*** Opening Source data ***

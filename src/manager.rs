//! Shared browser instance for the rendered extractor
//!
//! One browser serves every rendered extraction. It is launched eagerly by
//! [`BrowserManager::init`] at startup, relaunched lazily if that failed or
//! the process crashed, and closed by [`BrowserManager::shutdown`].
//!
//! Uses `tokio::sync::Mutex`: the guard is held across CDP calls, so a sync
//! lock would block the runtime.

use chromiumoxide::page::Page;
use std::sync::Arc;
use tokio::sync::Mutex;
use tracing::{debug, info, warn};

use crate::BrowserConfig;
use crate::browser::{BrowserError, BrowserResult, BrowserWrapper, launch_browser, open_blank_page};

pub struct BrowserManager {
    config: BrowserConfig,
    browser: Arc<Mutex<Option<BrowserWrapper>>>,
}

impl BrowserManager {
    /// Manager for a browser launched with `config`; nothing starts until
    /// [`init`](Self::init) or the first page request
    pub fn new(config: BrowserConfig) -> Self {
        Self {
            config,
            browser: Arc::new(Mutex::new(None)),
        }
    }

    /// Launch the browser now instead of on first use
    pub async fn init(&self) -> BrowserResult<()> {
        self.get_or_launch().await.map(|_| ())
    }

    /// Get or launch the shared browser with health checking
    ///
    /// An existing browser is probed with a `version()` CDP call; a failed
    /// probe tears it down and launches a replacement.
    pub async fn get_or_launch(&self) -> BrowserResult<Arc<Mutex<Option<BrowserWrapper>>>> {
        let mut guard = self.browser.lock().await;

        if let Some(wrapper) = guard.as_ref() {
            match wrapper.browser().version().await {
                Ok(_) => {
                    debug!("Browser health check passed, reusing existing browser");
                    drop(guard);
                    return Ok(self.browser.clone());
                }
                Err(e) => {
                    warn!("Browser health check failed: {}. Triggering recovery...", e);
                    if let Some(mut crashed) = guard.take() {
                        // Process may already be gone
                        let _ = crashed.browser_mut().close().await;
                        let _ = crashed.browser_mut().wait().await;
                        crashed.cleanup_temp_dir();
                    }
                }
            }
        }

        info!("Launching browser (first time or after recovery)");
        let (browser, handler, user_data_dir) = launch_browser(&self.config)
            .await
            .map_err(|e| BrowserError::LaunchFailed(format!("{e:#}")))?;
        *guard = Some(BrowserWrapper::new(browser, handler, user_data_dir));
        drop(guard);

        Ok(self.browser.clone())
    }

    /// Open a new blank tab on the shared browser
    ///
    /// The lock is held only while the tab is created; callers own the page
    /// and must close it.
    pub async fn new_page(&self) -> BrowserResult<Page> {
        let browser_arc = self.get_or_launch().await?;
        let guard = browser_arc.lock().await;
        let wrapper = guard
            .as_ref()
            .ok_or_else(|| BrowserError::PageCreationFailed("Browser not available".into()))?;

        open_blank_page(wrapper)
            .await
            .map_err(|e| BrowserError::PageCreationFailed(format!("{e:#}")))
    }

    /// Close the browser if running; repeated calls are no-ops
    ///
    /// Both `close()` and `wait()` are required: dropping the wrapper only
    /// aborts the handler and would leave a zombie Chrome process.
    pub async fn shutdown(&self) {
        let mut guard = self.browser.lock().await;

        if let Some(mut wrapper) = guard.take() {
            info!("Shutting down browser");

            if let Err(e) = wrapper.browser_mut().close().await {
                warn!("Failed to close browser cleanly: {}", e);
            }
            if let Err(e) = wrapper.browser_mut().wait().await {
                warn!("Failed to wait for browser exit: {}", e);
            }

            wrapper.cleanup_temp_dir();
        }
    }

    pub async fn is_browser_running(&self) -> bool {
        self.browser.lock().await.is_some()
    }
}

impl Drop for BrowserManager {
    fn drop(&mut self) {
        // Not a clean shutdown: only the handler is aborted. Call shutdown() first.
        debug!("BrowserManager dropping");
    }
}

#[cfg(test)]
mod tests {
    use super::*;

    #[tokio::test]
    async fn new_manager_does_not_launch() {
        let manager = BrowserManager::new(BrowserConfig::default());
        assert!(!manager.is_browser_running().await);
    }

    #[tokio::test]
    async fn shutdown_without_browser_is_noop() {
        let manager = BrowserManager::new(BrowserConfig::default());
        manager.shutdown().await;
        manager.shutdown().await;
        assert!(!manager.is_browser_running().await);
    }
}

*** Closing Source data ***

Exercise ▸ When you reach the line with "Some(BrowserWrapper::new(browser, handler, user_data_dir));" in the records above, start writing out lines exactly, and stop once the line with "the wrapper only" has been written; include nothing else.

Your solution ▸
        *guard = Some(BrowserWrapper::new(browser, handler, user_data_dir));
        drop(guard);

        Ok(self.browser.clone())
    }

    /// Open a new blank tab on the shared browser
    ///
    /// The lock is held only while the tab is created; callers own the page
    /// and must close it.
    pub async fn new_page(&self) -> BrowserResult<Page> {
        let browser_arc = self.get_or_launch().await?;
        let guard = browser_arc.lock().await;
        let wrapper = guard
            .as_ref()
            .ok_or_else(|| BrowserError::PageCreationFailed("Browser not available".into()))?;

        open_blank_page(wrapper)
            .await
            .map_err(|e| BrowserError::PageCreationFailed(format!("{e:#}")))
    }

    /// Close the browser if running; repeated calls are no-ops
    ///
    /// Both `close()` and `wait()` are required: dropping the wrapper only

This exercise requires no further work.